__Task directions__
Every line of the entries below that includes "push" belongs in the answer, copied as written.
*** Opening of Records for processing ***
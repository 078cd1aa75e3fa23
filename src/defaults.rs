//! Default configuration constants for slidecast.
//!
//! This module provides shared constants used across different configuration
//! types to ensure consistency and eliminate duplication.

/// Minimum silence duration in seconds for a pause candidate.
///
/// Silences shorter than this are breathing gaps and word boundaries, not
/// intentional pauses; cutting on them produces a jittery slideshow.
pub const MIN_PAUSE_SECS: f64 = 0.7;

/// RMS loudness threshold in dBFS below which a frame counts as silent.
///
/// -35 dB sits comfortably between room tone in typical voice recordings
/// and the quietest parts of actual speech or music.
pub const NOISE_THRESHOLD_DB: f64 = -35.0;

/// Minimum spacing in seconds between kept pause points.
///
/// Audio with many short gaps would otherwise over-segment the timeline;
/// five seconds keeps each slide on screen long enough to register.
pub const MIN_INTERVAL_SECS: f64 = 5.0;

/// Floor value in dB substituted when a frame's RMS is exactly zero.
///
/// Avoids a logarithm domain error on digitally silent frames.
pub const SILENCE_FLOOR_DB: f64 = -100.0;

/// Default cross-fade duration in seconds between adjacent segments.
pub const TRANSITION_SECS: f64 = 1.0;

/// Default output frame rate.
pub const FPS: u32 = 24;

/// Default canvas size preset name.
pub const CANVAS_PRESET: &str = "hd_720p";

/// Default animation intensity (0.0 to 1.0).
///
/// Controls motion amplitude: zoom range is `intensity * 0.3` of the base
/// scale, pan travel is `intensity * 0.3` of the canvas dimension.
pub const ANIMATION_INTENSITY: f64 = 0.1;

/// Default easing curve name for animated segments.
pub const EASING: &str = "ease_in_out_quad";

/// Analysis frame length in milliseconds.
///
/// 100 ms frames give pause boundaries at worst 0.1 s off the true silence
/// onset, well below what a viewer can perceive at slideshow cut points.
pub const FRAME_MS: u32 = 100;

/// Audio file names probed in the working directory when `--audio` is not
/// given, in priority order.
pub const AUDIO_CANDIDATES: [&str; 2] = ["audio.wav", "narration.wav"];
*** Close of Records for processing ***
*** Opening of Records for processing ***
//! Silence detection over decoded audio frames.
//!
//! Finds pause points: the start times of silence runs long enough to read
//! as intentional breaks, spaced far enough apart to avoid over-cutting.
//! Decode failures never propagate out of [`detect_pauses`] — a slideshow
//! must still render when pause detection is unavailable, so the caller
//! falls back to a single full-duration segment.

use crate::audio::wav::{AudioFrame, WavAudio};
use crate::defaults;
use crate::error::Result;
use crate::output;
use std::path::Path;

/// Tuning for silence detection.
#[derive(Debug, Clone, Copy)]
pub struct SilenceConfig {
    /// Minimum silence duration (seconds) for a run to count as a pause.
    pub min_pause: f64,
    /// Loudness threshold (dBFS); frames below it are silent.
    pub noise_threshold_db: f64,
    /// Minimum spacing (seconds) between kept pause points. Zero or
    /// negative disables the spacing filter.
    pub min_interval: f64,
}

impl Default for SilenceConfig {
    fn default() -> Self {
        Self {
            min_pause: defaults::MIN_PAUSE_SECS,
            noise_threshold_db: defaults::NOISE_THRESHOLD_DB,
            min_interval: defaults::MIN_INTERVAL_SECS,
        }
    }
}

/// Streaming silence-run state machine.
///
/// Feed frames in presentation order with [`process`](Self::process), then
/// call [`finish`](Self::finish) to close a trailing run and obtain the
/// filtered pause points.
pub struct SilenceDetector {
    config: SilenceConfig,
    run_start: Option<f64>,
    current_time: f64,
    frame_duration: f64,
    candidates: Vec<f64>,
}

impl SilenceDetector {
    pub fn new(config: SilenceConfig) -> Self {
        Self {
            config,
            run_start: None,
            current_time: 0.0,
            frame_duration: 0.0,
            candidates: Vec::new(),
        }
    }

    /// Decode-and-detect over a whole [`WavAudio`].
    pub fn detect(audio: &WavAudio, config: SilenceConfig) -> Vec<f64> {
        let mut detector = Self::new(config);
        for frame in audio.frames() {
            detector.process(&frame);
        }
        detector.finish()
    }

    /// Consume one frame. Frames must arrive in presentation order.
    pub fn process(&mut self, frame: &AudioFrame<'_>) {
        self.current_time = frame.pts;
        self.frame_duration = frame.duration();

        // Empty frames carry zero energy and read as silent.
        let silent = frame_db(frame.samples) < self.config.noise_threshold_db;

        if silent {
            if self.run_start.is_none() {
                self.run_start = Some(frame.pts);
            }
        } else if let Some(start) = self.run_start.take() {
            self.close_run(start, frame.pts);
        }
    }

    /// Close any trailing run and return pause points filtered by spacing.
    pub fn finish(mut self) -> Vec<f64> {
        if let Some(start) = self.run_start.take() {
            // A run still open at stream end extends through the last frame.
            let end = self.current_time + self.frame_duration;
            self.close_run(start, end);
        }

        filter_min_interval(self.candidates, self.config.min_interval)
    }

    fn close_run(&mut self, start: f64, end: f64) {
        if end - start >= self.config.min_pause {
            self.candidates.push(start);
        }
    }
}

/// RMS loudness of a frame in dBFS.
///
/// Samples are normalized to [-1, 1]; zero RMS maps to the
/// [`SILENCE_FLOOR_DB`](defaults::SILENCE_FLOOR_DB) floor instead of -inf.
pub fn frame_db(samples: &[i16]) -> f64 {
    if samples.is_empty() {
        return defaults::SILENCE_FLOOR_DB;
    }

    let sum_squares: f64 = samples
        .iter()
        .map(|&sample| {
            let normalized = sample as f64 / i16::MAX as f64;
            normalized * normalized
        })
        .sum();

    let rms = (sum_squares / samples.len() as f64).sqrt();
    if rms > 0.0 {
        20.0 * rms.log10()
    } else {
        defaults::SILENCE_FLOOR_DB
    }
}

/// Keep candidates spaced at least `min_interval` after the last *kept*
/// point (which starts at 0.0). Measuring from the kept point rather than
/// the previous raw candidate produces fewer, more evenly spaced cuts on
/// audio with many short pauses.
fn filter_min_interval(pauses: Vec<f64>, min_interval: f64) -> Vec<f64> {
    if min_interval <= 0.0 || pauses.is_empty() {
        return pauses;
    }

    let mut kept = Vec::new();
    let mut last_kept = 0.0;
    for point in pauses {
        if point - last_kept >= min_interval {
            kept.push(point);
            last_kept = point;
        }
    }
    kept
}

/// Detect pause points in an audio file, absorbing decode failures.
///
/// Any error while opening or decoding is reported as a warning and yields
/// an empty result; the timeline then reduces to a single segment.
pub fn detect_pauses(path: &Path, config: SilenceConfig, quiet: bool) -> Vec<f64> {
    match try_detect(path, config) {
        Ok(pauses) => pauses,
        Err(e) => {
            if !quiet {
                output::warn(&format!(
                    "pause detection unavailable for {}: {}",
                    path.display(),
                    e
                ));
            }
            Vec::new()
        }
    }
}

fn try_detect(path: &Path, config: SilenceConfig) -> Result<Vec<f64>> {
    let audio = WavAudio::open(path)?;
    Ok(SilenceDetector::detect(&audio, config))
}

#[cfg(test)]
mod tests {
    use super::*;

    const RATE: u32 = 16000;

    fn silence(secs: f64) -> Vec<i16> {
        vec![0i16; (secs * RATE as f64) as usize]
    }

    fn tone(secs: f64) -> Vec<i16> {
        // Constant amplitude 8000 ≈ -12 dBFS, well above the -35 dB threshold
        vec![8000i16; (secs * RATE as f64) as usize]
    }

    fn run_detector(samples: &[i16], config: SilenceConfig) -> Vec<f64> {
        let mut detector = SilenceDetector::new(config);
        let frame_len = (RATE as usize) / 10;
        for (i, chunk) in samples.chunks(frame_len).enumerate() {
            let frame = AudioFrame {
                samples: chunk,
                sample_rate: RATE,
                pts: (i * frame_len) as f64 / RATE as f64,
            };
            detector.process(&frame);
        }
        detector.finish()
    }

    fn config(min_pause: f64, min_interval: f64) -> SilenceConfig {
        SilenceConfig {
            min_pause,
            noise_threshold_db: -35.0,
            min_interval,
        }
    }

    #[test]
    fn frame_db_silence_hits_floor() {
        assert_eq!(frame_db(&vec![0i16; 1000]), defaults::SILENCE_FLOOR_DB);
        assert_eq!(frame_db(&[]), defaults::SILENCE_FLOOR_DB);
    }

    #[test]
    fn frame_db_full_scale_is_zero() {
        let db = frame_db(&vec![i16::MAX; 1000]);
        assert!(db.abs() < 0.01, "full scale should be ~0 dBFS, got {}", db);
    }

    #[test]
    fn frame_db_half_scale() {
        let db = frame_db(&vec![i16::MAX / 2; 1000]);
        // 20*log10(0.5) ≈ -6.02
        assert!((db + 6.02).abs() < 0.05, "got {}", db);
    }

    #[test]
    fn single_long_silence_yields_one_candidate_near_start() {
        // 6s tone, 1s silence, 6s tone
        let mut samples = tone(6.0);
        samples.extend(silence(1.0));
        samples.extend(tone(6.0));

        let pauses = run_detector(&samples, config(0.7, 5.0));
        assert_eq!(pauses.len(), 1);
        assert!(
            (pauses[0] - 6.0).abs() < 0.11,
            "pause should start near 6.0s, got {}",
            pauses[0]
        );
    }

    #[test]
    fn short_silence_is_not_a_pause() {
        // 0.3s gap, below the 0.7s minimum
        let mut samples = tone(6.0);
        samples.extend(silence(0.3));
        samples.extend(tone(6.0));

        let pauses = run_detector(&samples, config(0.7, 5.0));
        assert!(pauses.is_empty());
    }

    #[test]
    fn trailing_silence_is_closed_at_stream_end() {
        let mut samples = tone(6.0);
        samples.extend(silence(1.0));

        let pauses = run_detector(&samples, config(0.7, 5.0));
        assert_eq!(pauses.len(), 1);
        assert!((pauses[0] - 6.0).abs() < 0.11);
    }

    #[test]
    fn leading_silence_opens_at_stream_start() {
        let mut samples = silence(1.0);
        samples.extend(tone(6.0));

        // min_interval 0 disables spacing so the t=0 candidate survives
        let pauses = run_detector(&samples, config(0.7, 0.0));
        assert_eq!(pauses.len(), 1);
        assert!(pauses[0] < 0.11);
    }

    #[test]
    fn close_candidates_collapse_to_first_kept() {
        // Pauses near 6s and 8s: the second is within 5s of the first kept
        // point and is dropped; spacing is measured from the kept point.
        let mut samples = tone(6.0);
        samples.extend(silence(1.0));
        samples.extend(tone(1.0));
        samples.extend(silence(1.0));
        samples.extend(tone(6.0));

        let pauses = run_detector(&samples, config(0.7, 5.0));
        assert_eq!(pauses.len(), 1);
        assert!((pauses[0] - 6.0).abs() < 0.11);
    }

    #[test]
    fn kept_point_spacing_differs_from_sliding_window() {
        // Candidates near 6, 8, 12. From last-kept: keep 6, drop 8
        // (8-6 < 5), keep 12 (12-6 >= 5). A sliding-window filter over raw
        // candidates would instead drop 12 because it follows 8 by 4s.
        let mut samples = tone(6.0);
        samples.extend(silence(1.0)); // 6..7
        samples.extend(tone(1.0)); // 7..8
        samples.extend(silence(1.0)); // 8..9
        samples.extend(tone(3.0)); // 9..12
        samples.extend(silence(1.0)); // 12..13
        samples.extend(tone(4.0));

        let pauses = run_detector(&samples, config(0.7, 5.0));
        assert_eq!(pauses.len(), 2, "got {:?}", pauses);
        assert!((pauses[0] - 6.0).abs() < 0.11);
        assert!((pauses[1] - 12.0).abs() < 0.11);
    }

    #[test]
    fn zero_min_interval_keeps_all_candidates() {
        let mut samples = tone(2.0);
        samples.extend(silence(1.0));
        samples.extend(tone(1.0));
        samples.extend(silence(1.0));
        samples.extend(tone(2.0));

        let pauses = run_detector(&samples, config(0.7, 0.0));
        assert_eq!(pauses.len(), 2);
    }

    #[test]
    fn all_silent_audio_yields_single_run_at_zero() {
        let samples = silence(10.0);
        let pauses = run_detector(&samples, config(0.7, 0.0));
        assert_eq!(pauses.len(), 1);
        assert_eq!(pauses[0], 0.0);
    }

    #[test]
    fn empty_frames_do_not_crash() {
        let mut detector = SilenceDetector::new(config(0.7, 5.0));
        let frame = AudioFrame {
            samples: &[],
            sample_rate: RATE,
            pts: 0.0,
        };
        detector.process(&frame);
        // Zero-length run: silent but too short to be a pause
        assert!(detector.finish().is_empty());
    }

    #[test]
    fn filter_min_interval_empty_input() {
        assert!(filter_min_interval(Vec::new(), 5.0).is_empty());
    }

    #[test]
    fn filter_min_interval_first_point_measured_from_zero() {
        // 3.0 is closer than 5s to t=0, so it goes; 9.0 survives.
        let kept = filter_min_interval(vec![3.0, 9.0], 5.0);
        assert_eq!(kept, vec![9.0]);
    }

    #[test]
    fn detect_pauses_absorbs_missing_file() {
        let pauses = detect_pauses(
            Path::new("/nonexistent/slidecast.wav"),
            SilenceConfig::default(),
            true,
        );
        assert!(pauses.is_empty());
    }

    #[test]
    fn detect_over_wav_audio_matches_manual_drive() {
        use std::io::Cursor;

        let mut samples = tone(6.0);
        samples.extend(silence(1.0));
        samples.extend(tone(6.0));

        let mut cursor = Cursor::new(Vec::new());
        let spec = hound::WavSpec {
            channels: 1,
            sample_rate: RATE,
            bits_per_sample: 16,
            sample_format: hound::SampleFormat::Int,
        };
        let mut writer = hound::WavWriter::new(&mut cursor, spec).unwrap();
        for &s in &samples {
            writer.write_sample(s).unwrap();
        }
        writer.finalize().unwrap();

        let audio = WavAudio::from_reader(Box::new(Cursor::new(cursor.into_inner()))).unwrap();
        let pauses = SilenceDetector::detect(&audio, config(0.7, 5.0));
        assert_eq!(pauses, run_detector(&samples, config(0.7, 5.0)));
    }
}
*** Close of Records for processing ***
__Exercise result__
            self.candidates.push(start);
            kept.push(point);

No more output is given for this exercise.